Data for analysis
// SPDX-License-Identifier: Apache-2.0 OR MIT
// Copyright (c) 2025-2026 naskel.com

//! Ordered worker.
//!
//! Single consumer of the manager's task channel. Subscriptions, flushes,
//! broadcasts and dispatches all run here in enqueue order. The worker owns
//! the adapters and the interest registry, so neither needs a lock.

use super::{Shared, SubscriptionState};
use crate::codec::{sender_version, PROTOCOL_VERSION};
use crate::error::Result;
use crate::event::{NotificationBatch, NotificationEvent, OperationKind, RegistrationKey};
use crate::interest::{InterestRegistry, RegistrationEntry};
use crate::listener::CacheListener;
use crate::transport::{AdapterFactory, ReceiveHandler, TransportAdapter};
use crossbeam::channel::{Receiver, Sender};
use std::collections::{BTreeSet, HashMap};
use std::panic::{catch_unwind, AssertUnwindSafe};
use std::sync::atomic::Ordering;
use std::sync::Arc;

pub(super) enum Task {
    /// Resolve the adapter for a new subscription and mark it active.
    Subscribe(RegistrationKey),
    Interest {
        key: RegistrationKey,
        entry: RegistrationEntry,
    },
    CountInterest {
        key: RegistrationKey,
        reply: Sender<usize>,
    },
    /// Swap out and send the periodic buffers.
    Flush,
    Broadcast {
        events: HashMap<String, Vec<NotificationEvent>>,
        requestor_id: u64,
        reply: Option<Sender<Result<()>>>,
    },
    Dispatch {
        subject: String,
        events: Vec<NotificationEvent>,
        done: Option<Sender<Result<()>>>,
    },
    Marker(Sender<()>),
    Shutdown,
}

impl Task {
    fn label(&self) -> &'static str {
        match self {
            Task::Subscribe(_) => "subscribe",
            Task::Interest { .. } => "interest",
            Task::CountInterest { .. } => "count-interest",
            Task::Flush => "flush",
            Task::Broadcast { .. } => "broadcast",
            Task::Dispatch { .. } => "dispatch",
            Task::Marker(_) => "marker",
            Task::Shutdown => "shutdown",
        }
    }
}

pub(super) struct Worker {
    shared: Arc<Shared>,
    factory: Arc<dyn AdapterFactory>,
    tasks: Receiver<Task>,
    adapters: HashMap<String, Arc<dyn TransportAdapter>>,
    // subjects with a receive handler installed
    listening: BTreeSet<String>,
    // subjects whose handler could not be installed yet
    retry: BTreeSet<String>,
    registry: InterestRegistry,
}

impl Worker {
    pub(super) fn new(
        shared: Arc<Shared>,
        factory: Arc<dyn AdapterFactory>,
        tasks: Receiver<Task>,
    ) -> Self {
        Self {
            shared,
            factory,
            tasks,
            adapters: HashMap::new(),
            listening: BTreeSet::new(),
            retry: BTreeSet::new(),
            registry: InterestRegistry::new(),
        }
    }

    pub(super) fn run(mut self) {
        log::debug!(
            "[WORKER] started for {}",
            self.shared.identity.process_name()
        );

        while let Ok(task) = self.tasks.recv() {
            if matches!(task, Task::Shutdown) {
                break;
            }
            let label = task.label();
            let result = catch_unwind(AssertUnwindSafe(|| self.run_task(task)));
            if result.is_err() {
                log::error!("[WORKER] {} task panicked", label);
            }
        }

        self.close_adapters();
        log::debug!("[WORKER] stopped");
    }

    fn run_task(&mut self, task: Task) {
        match task {
            Task::Subscribe(key) => self.subscribe(&key),
            Task::Interest { key, entry } => {
                if let Err(e) = self.listen(key.subject()) {
                    log::warn!("[WORKER] cannot listen on '{}': {}", key.subject(), e);
                    self.retry.insert(key.subject().to_string());
                }
                self.registry.register(key, entry);
            }
            Task::CountInterest { key, reply } => {
                let _ = reply.send(self.registry.entry_count(&key));
            }
            Task::Flush => self.flush_periodic(),
            Task::Broadcast {
                events,
                requestor_id,
                reply,
            } => {
                let result = self.broadcast(events, requestor_id);
                match reply {
                    Some(reply) => {
                        let _ = reply.send(result);
                    }
                    None => {
                        if let Err(e) = result {
                            log::warn!("[WORKER] broadcast failed: {}", e);
                        }
                    }
                }
            }
            Task::Dispatch {
                subject,
                events,
                done,
            } => {
                self.dispatch(&subject, &events);
                if let Some(done) = done {
                    let _ = done.send(Ok(()));
                }
            }
            Task::Marker(reply) => {
                let _ = reply.send(());
            }
            Task::Shutdown => {}
        }
    }

    fn wire_subject(&self, subject: &str) -> String {
        format!("{}{}", self.shared.config.subject_prefix, subject)
    }

    fn adapter(&mut self, subject: &str) -> Result<Arc<dyn TransportAdapter>> {
        if let Some(adapter) = self.adapters.get(subject) {
            return Ok(Arc::clone(adapter));
        }
        let wire = self.wire_subject(subject);
        let adapter = self.factory.create_adapter(&wire)?;
        log::debug!("[WORKER] adapter created for '{}'", wire);
        self.adapters
            .insert(subject.to_string(), Arc::clone(&adapter));
        Ok(adapter)
    }

    fn listen(&mut self, subject: &str) -> Result<()> {
        if self.listening.contains(subject) {
            return Ok(());
        }
        let adapter = self.adapter(subject)?;
        let shared = Arc::downgrade(&self.shared);
        let handler: ReceiveHandler = Arc::new(move |wire_subject: &str, payload: &[u8]| {
            if let Some(shared) = shared.upgrade() {
                shared.on_receive(wire_subject, payload);
            }
        });
        adapter.set_receive_handler(&self.wire_subject(subject), handler)?;
        self.listening.insert(subject.to_string());
        self.retry.remove(subject);
        Ok(())
    }

    fn subscribe(&mut self, key: &RegistrationKey) {
        match self.listen(key.subject()) {
            Ok(()) => self.activate(key.subject()),
            Err(e) => {
                log::warn!("[WORKER] subscription {} still registering: {}", key, e);
                self.retry.insert(key.subject().to_string());
            }
        }
    }

    fn activate(&self, subject: &str) {
        for mut subscription in self.shared.subscriptions.iter_mut() {
            if subscription.key().subject() == subject
                && subscription.state == SubscriptionState::Registering
            {
                subscription.state = SubscriptionState::Active;
                log::debug!("[WORKER] subscription {} active", subscription.key());
            }
        }
    }

    fn retry_listen(&mut self) {
        let pending: Vec<String> = self.retry.iter().cloned().collect();
        for subject in pending {
            if self.listen(&subject).is_ok() {
                self.activate(&subject);
            }
        }
    }

    fn flush_periodic(&mut self) {
        self.shared.flush_pending.store(false, Ordering::Release);
        let buffered = std::mem::take(&mut *self.shared.periodic.lock());

        for (destination, events) in buffered {
            if events.is_empty() {
                continue;
            }
            let count = events.len();
            let requestor = self.shared.identity.id();
            if let Err(e) = self.send_batch(&destination, events, requestor) {
                log::warn!(
                    "[FLUSH] dropped {} event(s) for '{}': {}",
                    count,
                    destination,
                    e
                );
            }
        }

        if !self.retry.is_empty() {
            self.retry_listen();
        }
    }

    fn broadcast(
        &mut self,
        events: HashMap<String, Vec<NotificationEvent>>,
        requestor_id: u64,
    ) -> Result<()> {
        let mut first_error = None;
        for (destination, events) in events {
            if events.is_empty() {
                continue;
            }
            if let Err(e) = self.send_batch(&destination, events, requestor_id) {
                log::error!("[WORKER] broadcast to '{}' failed: {}", destination, e);
                first_error.get_or_insert(e);
            }
        }
        match first_error {
            Some(e) => Err(e),
            None => Ok(()),
        }
    }

    fn send_batch(
        &mut self,
        destination: &str,
        events: Vec<NotificationEvent>,
        requestor_id: u64,
    ) -> Result<()> {
        let identity = &self.shared.identity;
        let batch = NotificationBatch {
            protocol_version: PROTOCOL_VERSION,
            sender_version: sender_version(),
            host_address: identity.host_address().to_string(),
            process_name: identity.process_name().to_string(),
            sender_id: identity.id(),
            requestor_id,
            events,
        };

        let result = self.try_send(destination, &batch);
        let metrics = &self.shared.metrics;
        match result {
            Ok(()) => {
                metrics.batches_sent.fetch_add(1, Ordering::Relaxed);
                metrics
                    .events_sent
                    .fetch_add(batch.events.len() as u64, Ordering::Relaxed);
                log::debug!(
                    "[WORKER] sent {} event(s) to '{}'",
                    batch.events.len(),
                    destination
                );
                Ok(())
            }
            Err(e) => {
                metrics.send_failures.fetch_add(1, Ordering::Relaxed);
                Err(e)
            }
        }
    }

    fn try_send(&mut self, destination: &str, batch: &NotificationBatch) -> Result<()> {
        let bytes = self.shared.codec.encode(batch)?;
        let adapter = self.adapter(destination)?;
        adapter.send(&self.wire_subject(destination), &bytes)
    }

    fn dispatch(&mut self, subject: &str, events: &[NotificationEvent]) {
        let metrics = &self.shared.metrics;
        for event in events {
            let key = RegistrationKey::new(subject, event.entity());

            // clone out so the map is not locked while the listener runs
            let listener = self
                .shared
                .subscriptions
                .get(&key)
                .map(|subscription| Arc::clone(&subscription.listener));
            if let Some(listener) = listener {
                let result = catch_unwind(AssertUnwindSafe(|| notify(listener.as_ref(), event)));
                if result.is_err() {
                    metrics.listener_failures.fetch_add(1, Ordering::Relaxed);
                    log::error!(
                        "[WORKER] cache listener for {} panicked on {} event",
                        key,
                        event.kind()
                    );
                }
            }

            let outcome = self.registry.dispatch(&key, event);
            metrics
                .listener_failures
                .fetch_add(outcome.failures as u64, Ordering::Relaxed);
            metrics
                .registrations_reaped
                .fetch_add(outcome.reaped as u64, Ordering::Relaxed);
            metrics.events_dispatched.fetch_add(1, Ordering::Relaxed);
        }
    }

    fn close_adapters(&mut self) {
        for (subject, adapter) in std::mem::take(&mut self.adapters) {
            adapter.shutdown();
            log::debug!("[WORKER] adapter for '{}' shut down", subject);
        }
        self.factory.shutdown();
        self.listening.clear();
        self.retry.clear();
    }
}

fn notify(listener: &dyn CacheListener, event: &NotificationEvent) {
    match event.kind() {
        OperationKind::Insert => listener.on_insert(event.rows()),
        OperationKind::Update => listener.on_update(event.rows(), event.updated_columns()),
        OperationKind::Delete => listener.on_delete(event.rows()),
        OperationKind::MassDelete => listener.on_mass_delete(event.mass_delete_predicate()),
    }
}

Exercise brief
From the entries above, copy each line that holds "Ordering".

Solution to the problem
use std::sync::atomic::Ordering;
        self.shared.flush_pending.store(false, Ordering::Release);
                metrics.batches_sent.fetch_add(1, Ordering::Relaxed);
                    .fetch_add(batch.events.len() as u64, Ordering::Relaxed);
                metrics.send_failures.fetch_add(1, Ordering::Relaxed);
                    metrics.listener_failures.fetch_add(1, Ordering::Relaxed);
                .fetch_add(outcome.failures as u64, Ordering::Relaxed);
                .fetch_add(outcome.reaped as u64, Ordering::Relaxed);
            metrics.events_dispatched.fetch_add(1, Ordering::Relaxed);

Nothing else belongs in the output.